## PROBLEM DETAILS
Which lines run from the start of the data below to the line containing "toggle is synced."? Set them down exactly, with none added.

[Stored items]
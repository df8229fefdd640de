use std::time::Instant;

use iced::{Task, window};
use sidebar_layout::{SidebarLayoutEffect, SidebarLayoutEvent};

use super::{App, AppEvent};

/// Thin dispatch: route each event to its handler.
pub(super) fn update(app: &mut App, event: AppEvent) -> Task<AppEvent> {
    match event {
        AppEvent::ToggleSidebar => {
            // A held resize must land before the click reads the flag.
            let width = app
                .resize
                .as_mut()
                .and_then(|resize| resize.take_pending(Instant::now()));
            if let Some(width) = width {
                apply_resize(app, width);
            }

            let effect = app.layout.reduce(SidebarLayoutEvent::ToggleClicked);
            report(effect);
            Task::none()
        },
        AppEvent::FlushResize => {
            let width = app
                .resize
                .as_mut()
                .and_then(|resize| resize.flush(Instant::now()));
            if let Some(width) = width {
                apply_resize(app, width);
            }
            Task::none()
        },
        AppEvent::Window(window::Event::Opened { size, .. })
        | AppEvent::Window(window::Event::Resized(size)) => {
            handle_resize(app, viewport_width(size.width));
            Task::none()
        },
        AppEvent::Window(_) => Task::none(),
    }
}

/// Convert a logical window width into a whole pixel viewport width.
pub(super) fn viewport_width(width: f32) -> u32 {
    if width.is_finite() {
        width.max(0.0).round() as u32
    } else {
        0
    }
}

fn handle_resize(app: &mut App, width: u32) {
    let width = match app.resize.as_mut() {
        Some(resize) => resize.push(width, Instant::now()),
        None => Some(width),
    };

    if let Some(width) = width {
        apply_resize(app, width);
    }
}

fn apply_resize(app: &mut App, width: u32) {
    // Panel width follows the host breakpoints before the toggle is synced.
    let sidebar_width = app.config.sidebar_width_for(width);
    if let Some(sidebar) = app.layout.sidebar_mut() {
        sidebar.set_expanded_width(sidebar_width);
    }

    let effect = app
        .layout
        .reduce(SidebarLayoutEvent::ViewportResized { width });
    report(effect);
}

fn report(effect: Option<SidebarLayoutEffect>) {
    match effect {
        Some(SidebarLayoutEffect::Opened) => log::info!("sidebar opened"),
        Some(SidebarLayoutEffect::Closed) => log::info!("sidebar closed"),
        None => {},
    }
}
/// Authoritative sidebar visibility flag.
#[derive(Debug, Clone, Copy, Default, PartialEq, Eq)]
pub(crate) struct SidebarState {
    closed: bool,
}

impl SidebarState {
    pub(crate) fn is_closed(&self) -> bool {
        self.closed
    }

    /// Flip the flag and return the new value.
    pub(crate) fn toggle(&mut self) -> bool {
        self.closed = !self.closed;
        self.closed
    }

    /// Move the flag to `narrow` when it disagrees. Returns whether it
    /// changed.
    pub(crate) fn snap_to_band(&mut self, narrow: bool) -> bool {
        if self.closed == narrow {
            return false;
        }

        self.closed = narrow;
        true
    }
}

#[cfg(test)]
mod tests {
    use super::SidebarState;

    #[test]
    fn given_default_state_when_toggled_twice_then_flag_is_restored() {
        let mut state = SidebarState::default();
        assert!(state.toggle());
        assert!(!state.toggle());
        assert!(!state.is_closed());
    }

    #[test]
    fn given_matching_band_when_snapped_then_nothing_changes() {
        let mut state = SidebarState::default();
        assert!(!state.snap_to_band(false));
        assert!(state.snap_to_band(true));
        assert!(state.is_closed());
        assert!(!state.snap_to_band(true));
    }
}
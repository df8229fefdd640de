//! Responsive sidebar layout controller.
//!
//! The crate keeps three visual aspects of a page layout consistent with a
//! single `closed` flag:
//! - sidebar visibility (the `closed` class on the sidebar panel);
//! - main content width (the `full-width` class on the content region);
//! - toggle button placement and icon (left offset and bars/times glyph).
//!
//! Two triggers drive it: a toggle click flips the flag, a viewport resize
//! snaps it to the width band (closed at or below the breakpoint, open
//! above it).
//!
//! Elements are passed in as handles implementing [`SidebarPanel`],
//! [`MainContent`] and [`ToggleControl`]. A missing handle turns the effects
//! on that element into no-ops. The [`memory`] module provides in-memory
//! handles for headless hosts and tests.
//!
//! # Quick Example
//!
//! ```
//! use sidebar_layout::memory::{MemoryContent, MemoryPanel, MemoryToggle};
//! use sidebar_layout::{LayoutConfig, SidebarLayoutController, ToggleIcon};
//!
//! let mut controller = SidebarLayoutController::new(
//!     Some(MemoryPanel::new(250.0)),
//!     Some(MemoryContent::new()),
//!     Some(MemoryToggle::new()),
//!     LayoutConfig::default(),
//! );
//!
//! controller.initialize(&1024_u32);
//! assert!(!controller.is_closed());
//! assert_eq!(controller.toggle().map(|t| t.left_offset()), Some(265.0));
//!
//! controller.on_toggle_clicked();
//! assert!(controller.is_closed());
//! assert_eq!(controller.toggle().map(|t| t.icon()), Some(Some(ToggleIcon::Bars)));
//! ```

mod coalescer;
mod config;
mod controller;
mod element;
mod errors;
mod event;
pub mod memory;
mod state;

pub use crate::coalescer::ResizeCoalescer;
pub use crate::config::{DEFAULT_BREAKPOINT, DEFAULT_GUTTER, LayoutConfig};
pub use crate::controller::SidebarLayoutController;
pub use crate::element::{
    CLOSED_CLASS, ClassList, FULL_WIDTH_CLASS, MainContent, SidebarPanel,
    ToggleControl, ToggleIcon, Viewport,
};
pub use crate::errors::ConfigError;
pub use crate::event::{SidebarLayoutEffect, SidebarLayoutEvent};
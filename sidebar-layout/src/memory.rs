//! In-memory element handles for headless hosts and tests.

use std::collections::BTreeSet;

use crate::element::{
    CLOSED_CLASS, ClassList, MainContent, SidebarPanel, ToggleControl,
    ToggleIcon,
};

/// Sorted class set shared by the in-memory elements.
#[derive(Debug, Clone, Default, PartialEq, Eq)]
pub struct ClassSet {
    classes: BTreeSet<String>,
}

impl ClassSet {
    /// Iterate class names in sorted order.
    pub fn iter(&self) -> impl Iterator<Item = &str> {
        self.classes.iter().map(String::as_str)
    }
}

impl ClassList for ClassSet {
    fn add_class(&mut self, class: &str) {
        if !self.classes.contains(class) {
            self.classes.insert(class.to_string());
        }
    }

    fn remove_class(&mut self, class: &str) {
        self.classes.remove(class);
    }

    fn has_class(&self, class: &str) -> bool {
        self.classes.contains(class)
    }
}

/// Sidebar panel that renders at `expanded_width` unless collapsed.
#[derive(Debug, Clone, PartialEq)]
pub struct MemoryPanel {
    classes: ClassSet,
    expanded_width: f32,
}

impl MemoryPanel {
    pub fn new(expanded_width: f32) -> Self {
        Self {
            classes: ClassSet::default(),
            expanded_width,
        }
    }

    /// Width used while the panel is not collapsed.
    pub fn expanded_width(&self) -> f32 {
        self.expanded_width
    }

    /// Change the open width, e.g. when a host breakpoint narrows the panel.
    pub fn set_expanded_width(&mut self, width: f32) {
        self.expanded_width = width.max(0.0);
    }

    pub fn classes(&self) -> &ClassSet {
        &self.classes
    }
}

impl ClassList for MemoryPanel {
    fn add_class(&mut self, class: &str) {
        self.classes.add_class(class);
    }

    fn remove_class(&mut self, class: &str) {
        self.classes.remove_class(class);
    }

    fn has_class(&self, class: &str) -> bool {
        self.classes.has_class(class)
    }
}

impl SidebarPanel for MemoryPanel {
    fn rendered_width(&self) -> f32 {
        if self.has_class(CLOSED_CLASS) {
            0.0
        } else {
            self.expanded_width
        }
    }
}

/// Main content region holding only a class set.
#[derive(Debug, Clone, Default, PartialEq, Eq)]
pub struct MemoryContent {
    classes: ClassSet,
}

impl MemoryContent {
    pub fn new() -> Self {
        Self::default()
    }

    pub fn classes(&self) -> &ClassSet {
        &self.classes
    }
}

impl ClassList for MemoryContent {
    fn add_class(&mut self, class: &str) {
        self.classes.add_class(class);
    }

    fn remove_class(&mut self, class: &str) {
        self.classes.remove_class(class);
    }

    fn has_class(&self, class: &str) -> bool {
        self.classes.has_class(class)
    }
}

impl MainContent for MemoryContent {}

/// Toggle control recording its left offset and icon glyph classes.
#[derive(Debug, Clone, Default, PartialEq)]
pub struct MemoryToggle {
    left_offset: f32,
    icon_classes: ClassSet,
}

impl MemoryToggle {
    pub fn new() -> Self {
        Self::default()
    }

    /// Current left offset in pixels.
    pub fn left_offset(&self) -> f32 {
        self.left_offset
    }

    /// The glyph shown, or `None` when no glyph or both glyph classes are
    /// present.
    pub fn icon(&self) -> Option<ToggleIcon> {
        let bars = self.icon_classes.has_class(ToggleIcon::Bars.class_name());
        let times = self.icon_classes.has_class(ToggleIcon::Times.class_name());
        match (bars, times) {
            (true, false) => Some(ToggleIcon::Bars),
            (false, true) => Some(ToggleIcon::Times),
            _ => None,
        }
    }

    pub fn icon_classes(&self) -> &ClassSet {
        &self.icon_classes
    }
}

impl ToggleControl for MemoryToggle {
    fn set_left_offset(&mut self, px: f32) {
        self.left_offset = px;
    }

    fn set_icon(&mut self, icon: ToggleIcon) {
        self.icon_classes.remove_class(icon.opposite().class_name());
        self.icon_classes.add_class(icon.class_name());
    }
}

## EXERCISE OUTPUT
repository df8229fefdd640de
use std::time::Instant;

use iced::{Task, window};
use sidebar_layout::{SidebarLayoutEffect, SidebarLayoutEvent};

use super::{App, AppEvent};

/// Thin dispatch: route each event to its handler.
pub(super) fn update(app: &mut App, event: AppEvent) -> Task<AppEvent> {
    match event {
        AppEvent::ToggleSidebar => {
            // A held resize must land before the click reads the flag.
            let width = app
                .resize
                .as_mut()
                .and_then(|resize| resize.take_pending(Instant::now()));
            if let Some(width) = width {
                apply_resize(app, width);
            }

            let effect = app.layout.reduce(SidebarLayoutEvent::ToggleClicked);
            report(effect);
            Task::none()
        },
        AppEvent::FlushResize => {
            let width = app
                .resize
                .as_mut()
                .and_then(|resize| resize.flush(Instant::now()));
            if let Some(width) = width {
                apply_resize(app, width);
            }
            Task::none()
        },
        AppEvent::Window(window::Event::Opened { size, .. })
        | AppEvent::Window(window::Event::Resized(size)) => {
            handle_resize(app, viewport_width(size.width));
            Task::none()
        },
        AppEvent::Window(_) => Task::none(),
    }
}

/// Convert a logical window width into a whole pixel viewport width.
pub(super) fn viewport_width(width: f32) -> u32 {
    if width.is_finite() {
        width.max(0.0).round() as u32
    } else {
        0
    }
}

fn handle_resize(app: &mut App, width: u32) {
    let width = match app.resize.as_mut() {
        Some(resize) => resize.push(width, Instant::now()),
        None => Some(width),
    };

    if let Some(width) = width {
        apply_resize(app, width);
    }
}

fn apply_resize(app: &mut App, width: u32) {
    // Panel width follows the host breakpoints before the toggle is synced.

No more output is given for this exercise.